_Your task:_
Copy the data below. Keep every line exactly as it is.

_Data supplied:_
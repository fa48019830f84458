use crate::{
	traits::ToBytes,
	types::{
		Address,
		Bytes,
		CanonicalIdentifier,
		Locksroot,
		Nonce,
		TokenAmount,
	},
};

/// Message command identifiers, part of the authenticating serialization.
#[derive(Copy, Clone, Debug, Eq, PartialEq)]
#[repr(u8)]
pub enum CmdId {
	DirectTransfer = 5,
	MediatedTransfer = 7,
	Unlock = 9,
	RemoveExpiredLock = 13,
	AnnounceDisposed = 14,
	AnnounceDisposedResponse = 15,
	WithdrawRequest = 16,
	WithdrawResponse = 17,
	SettleRequest = 18,
	SettleResponse = 19,
}

/// Serialize the envelope head. The signature authenticates exactly these
/// bytes followed by the message-specific tail.
pub fn pack_envelope(
	cmd_id: CmdId,
	nonce: Nonce,
	canonical_identifier: &CanonicalIdentifier,
	transferred_amount: TokenAmount,
	locksroot: Locksroot,
	tail: &[u8],
) -> Bytes {
	let mut data = vec![cmd_id as u8];
	data.extend_from_slice(&nonce.to_bytes());
	data.extend_from_slice(canonical_identifier.channel_identifier.as_bytes());
	data.extend_from_slice(&canonical_identifier.open_block_number.to_bytes());
	data.extend_from_slice(&transferred_amount.to_bytes());
	data.extend_from_slice(locksroot.as_bytes());
	data.extend_from_slice(tail);
	Bytes(data)
}

/// Serialize a withdraw agreement. Both participants sign the same bytes so
/// the contract can verify either signature.
pub fn pack_withdraw(
	canonical_identifier: &CanonicalIdentifier,
	participant1: Address,
	participant2: Address,
	participant1_balance: TokenAmount,
	participant2_balance: TokenAmount,
	withdraw_amount: TokenAmount,
) -> Bytes {
	let mut data = canonical_identifier.channel_identifier.as_bytes().to_vec();
	data.extend_from_slice(&canonical_identifier.open_block_number.to_bytes());
	data.extend_from_slice(participant1.as_bytes());
	data.extend_from_slice(participant2.as_bytes());
	data.extend_from_slice(&participant1_balance.to_bytes());
	data.extend_from_slice(&participant2_balance.to_bytes());
	data.extend_from_slice(&withdraw_amount.to_bytes());
	Bytes(data)
}

/// Serialize a cooperative settle agreement.
pub fn pack_cooperative_settle(
	canonical_identifier: &CanonicalIdentifier,
	participant1: Address,
	participant2: Address,
	participant1_balance: TokenAmount,
	participant2_balance: TokenAmount,
) -> Bytes {
	let mut data = canonical_identifier.channel_identifier.as_bytes().to_vec();
	data.extend_from_slice(&canonical_identifier.open_block_number.to_bytes());
	data.extend_from_slice(participant1.as_bytes());
	data.extend_from_slice(participant2.as_bytes());
	data.extend_from_slice(&participant1_balance.to_bytes());
	data.extend_from_slice(&participant2_balance.to_bytes());
	Bytes(data)
}
/// Shared tail of the two received lock-removal envelopes.
fn handle_receive_remove_lock(
	channel_state: &mut ChannelState,
	envelope: &Envelope,
	secrethash: SecretHash,
	block_number: BlockNumber,
	must_be_expired: bool,
) -> Result<HashTimeLockState, ChannelError> {
	reject_after_close(channel_state)?;
	partner_envelope_side(channel_state, envelope)?;
	let lock = is_valid_remove_lock(
		envelope,
		&channel_state.partner_state,
		secrethash,
		block_number,
		must_be_expired,
	)?;
	let (new_tree, _) = channel_state
		.partner_state
		.lock_tree
		.remove(secrethash)
		.ok_or(ChannelError::LockMismatch)?;
	channel_state.partner_state.balance_proof = Some(balance_proof_from_envelope(envelope));
	channel_state.partner_state.set_lock_tree(new_tree);
	channel_state.partner_state.pending_locks.remove(&secrethash);
	Ok(lock)
}

/// Register a received RemoveExpiredHashlock envelope.
pub fn handle_receive_remove_expired_lock(
	channel_state: &mut ChannelState,
	state_change: &ReceiveRemoveExpiredLock,
	block_number: BlockNumber,
) -> Result<HashTimeLockState, ChannelError> {
	handle_receive_remove_lock(
		channel_state,
		&state_change.envelope,
		state_change.secrethash,
		block_number,
		true,
	)
}

/// Register a received AnnounceDisposedResponse envelope. The disposal was
/// requested by this node, so no expiration is required.
pub fn handle_receive_announce_disposed_response(
	channel_state: &mut ChannelState,
	state_change: &ReceiveAnnounceDisposedResponse,
	block_number: BlockNumber,
) -> Result<HashTimeLockState, ChannelError> {
	handle_receive_remove_lock(
		channel_state,
		&state_change.envelope,
		state_change.secrethash,
		block_number,
		false,
	)
}

/// The partner gives up a lock we sent. Validate it against our tree and
/// answer with the disposal response envelope.
pub fn handle_receive_announce_disposed(
	channel_state: &mut ChannelState,
	state_change: &ReceiveAnnounceDisposed,
	block_number: BlockNumber,
	message_identifier: MessageIdentifier,
) -> Result<SendAnnounceDisposedResponse, ChannelError> {
	if state_change.canonical_identifier != channel_state.canonical_identifier {
		return Err(ChannelError::ChannelIdentifierMismatch)
	}
	if state_change.sender != channel_state.partner_state.address {
		return Err(ChannelError::InvalidSender)
	}
	let known = channel_state
		.our_state
		.get_lock(state_change.lock.secrethash)
		.cloned()
		.ok_or(ChannelError::LockSecretHashNotFound)?;
	if known != state_change.lock {
		return Err(ChannelError::LockMismatch)
	}
	send_announce_disposed_response(
		channel_state,
		state_change.lock.secrethash,
		block_number,
		message_identifier,
	)
}

/// Register a secret learned off-chain with whichever side holds the lock.
pub fn register_secret(
	channel_state: &mut ChannelState,
	secret: Secret,
) -> Result<(), ChannelError> {
	let secrethash = hash_secret(secret.as_bytes());
	let our_known = channel_state.our_state.pending_locks.contains_key(&secrethash);
	let partner_known = channel_state.partner_state.pending_locks.contains_key(&secrethash);
	if !our_known && !partner_known {
		return Err(ChannelError::LockSecretHashNotFound)
	}
	if our_known {
		channel_state.our_state.register_secret(secret)?;
	}
	if partner_known {
		channel_state.partner_state.register_secret(secret)?;
	}
	debug!(
		secrethash = %secrethash,
		channel = %channel_state.canonical_identifier.channel_identifier,
		"secret registered",
	);
	Ok(())
}

/// Register a secret revealed on-chain on both sides holding the lock.
pub fn register_onchain_secret(
	channel_state: &mut ChannelState,
	secret: Secret,
	secrethash: SecretHash,
	block_number: BlockNumber,
) {
	if channel_state.our_state.pending_locks.contains_key(&secrethash) {
		let _ = channel_state
			.our_state
			.register_revealed_on_chain(secrethash, secret, block_number);
	}
	if channel_state.partner_state.pending_locks.contains_key(&secrethash) {
		let _ = channel_state
			.partner_state
			.register_revealed_on_chain(secrethash, secret, block_number);
	}
}

/// On-chain unlock calls for every partner lock whose secret we know.
pub fn events_for_onchain_unlocks(channel_state: &ChannelState) -> Vec<Event> {
	channel_state
		.partner_state
		.can_unlock_on_chain()
		.into_iter()
		.map(|unlock_proof| {
			ContractSendChannelUnlock {
				canonical_identifier: channel_state.canonical_identifier.clone(),
				payer_participant: channel_state.partner_state.address,
				unlock_proof,
				transferred_amount: channel_state.partner_state.contract_transferred_amount,
			}
			.into()
		})
		.collect()
}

_Exercise solution:_
repository fa48019830f84458
use crate::{
	traits::ToBytes,
	types::{
		Address,
		Bytes,
		CanonicalIdentifier,
		Locksroot,
		Nonce,
		TokenAmount,
	},
};

/// Message command identifiers, part of the authenticating serialization.
#[derive(Copy, Clone, Debug, Eq, PartialEq)]
#[repr(u8)]
pub enum CmdId {
	DirectTransfer = 5,
	MediatedTransfer = 7,
	Unlock = 9,
	RemoveExpiredLock = 13,
	AnnounceDisposed = 14,
	AnnounceDisposedResponse = 15,
	WithdrawRequest = 16,
	WithdrawResponse = 17,
	SettleRequest = 18,
	SettleResponse = 19,
}

/// Serialize the envelope head. The signature authenticates exactly these
/// bytes followed by the message-specific tail.
pub fn pack_envelope(
	cmd_id: CmdId,
	nonce: Nonce,
	canonical_identifier: &CanonicalIdentifier,
	transferred_amount: TokenAmount,
	locksroot: Locksroot,
	tail: &[u8],
) -> Bytes {
	let mut data = vec![cmd_id as u8];
	data.extend_from_slice(&nonce.to_bytes());
	data.extend_from_slice(canonical_identifier.channel_identifier.as_bytes());
	data.extend_from_slice(&canonical_identifier.open_block_number.to_bytes());
	data.extend_from_slice(&transferred_amount.to_bytes());
	data.extend_from_slice(locksroot.as_bytes());
	data.extend_from_slice(tail);
	Bytes(data)
}

/// Serialize a withdraw agreement. Both participants sign the same bytes so
/// the contract can verify either signature.
pub fn pack_withdraw(
	canonical_identifier: &CanonicalIdentifier,
	participant1: Address,
	participant2: Address,
	participant1_balance: TokenAmount,
	participant2_balance: TokenAmount,
	withdraw_amount: TokenAmount,
) -> Bytes {
	let mut data = canonical_identifier.channel_identifier.as_bytes().to_vec();
	data.extend_from_slice(&canonical_identifier.open_block_number.to_bytes());
	data.extend_from_slice(participant1.as_bytes());
	data.extend_from_slice(participant2.as_bytes());
	data.extend_from_slice(&participant1_balance.to_bytes());
	data.extend_from_slice(&participant2_balance.to_bytes());
	data.extend_from_slice(&withdraw_amount.to_bytes());
	Bytes(data)
}

/// Serialize a cooperative settle agreement.
pub fn pack_cooperative_settle(
	canonical_identifier: &CanonicalIdentifier,
	participant1: Address,
	participant2: Address,
	participant1_balance: TokenAmount,
	participant2_balance: TokenAmount,
) -> Bytes {
	let mut data = canonical_identifier.channel_identifier.as_bytes().to_vec();
	data.extend_from_slice(&canonical_identifier.open_block_number.to_bytes());
	data.extend_from_slice(participant1.as_bytes());
	data.extend_from_slice(participant2.as_bytes());
	data.extend_from_slice(&participant1_balance.to_bytes());
	data.extend_from_slice(&participant2_balance.to_bytes());
	Bytes(data)
}
/// Shared tail of the two received lock-removal envelopes.
fn handle_receive_remove_lock(
	channel_state: &mut ChannelState,
	envelope: &Envelope,
	secrethash: SecretHash,
	block_number: BlockNumber,
	must_be_expired: bool,
) -> Result<HashTimeLockState, ChannelError> {
	reject_after_close(channel_state)?;
	partner_envelope_side(channel_state, envelope)?;
	let lock = is_valid_remove_lock(
		envelope,
		&channel_state.partner_state,
		secrethash,
		block_number,
		must_be_expired,
	)?;
	let (new_tree, _) = channel_state
		.partner_state
		.lock_tree
		.remove(secrethash)
		.ok_or(ChannelError::LockMismatch)?;
	channel_state.partner_state.balance_proof = Some(balance_proof_from_envelope(envelope));
	channel_state.partner_state.set_lock_tree(new_tree);
	channel_state.partner_state.pending_locks.remove(&secrethash);
	Ok(lock)
}

/// Register a received RemoveExpiredHashlock envelope.
pub fn handle_receive_remove_expired_lock(
	channel_state: &mut ChannelState,
	state_change: &ReceiveRemoveExpiredLock,
	block_number: BlockNumber,
) -> Result<HashTimeLockState, ChannelError> {
	handle_receive_remove_lock(
		channel_state,
		&state_change.envelope,
		state_change.secrethash,
		block_number,
		true,
	)
}

/// Register a received AnnounceDisposedResponse envelope. The disposal was
/// requested by this node, so no expiration is required.
pub fn handle_receive_announce_disposed_response(
	channel_state: &mut ChannelState,
	state_change: &ReceiveAnnounceDisposedResponse,
	block_number: BlockNumber,
) -> Result<HashTimeLockState, ChannelError> {
	handle_receive_remove_lock(
		channel_state,
		&state_change.envelope,
		state_change.secrethash,
		block_number,
		false,
	)
}

/// The partner gives up a lock we sent. Validate it against our tree and
/// answer with the disposal response envelope.
pub fn handle_receive_announce_disposed(
	channel_state: &mut ChannelState,
	state_change: &ReceiveAnnounceDisposed,
	block_number: BlockNumber,
	message_identifier: MessageIdentifier,
) -> Result<SendAnnounceDisposedResponse, ChannelError> {
	if state_change.canonical_identifier != channel_state.canonical_identifier {
		return Err(ChannelError::ChannelIdentifierMismatch)
	}
	if state_change.sender != channel_state.partner_state.address {
		return Err(ChannelError::InvalidSender)
	}
	let known = channel_state
		.our_state
		.get_lock(state_change.lock.secrethash)
		.cloned()
		.ok_or(ChannelError::LockSecretHashNotFound)?;
	if known != state_change.lock {
		return Err(ChannelError::LockMismatch)
	}
	send_announce_disposed_response(
		channel_state,
		state_change.lock.secrethash,
		block_number,
		message_identifier,
	)
}

/// Register a secret learned off-chain with whichever side holds the lock.
pub fn register_secret(
	channel_state: &mut ChannelState,
	secret: Secret,
) -> Result<(), ChannelError> {
	let secrethash = hash_secret(secret.as_bytes());
	let our_known = channel_state.our_state.pending_locks.contains_key(&secrethash);
	let partner_known = channel_state.partner_state.pending_locks.contains_key(&secrethash);
	if !our_known && !partner_known {
		return Err(ChannelError::LockSecretHashNotFound)
	}
	if our_known {
		channel_state.our_state.register_secret(secret)?;
	}
	if partner_known {
		channel_state.partner_state.register_secret(secret)?;
	}
	debug!(
		secrethash = %secrethash,
		channel = %channel_state.canonical_identifier.channel_identifier,
		"secret registered",
	);
	Ok(())
}

/// Register a secret revealed on-chain on both sides holding the lock.
pub fn register_onchain_secret(
	channel_state: &mut ChannelState,
	secret: Secret,
	secrethash: SecretHash,
	block_number: BlockNumber,
) {
	if channel_state.our_state.pending_locks.contains_key(&secrethash) {
		let _ = channel_state
			.our_state
			.register_revealed_on_chain(secrethash, secret, block_number);
	}
	if channel_state.partner_state.pending_locks.contains_key(&secrethash) {
		let _ = channel_state
			.partner_state
			.register_revealed_on_chain(secrethash, secret, block_number);
	}
}

/// On-chain unlock calls for every partner lock whose secret we know.
pub fn events_for_onchain_unlocks(channel_state: &ChannelState) -> Vec<Event> {
	channel_state
		.partner_state
		.can_unlock_on_chain()
		.into_iter()
		.map(|unlock_proof| {
			ContractSendChannelUnlock {
				canonical_identifier: channel_state.canonical_identifier.clone(),
				payer_participant: channel_state.partner_state.address,
				unlock_proof,
				transferred_amount: channel_state.partner_state.contract_transferred_amount,
			}
			.into()
		})
		.collect()
}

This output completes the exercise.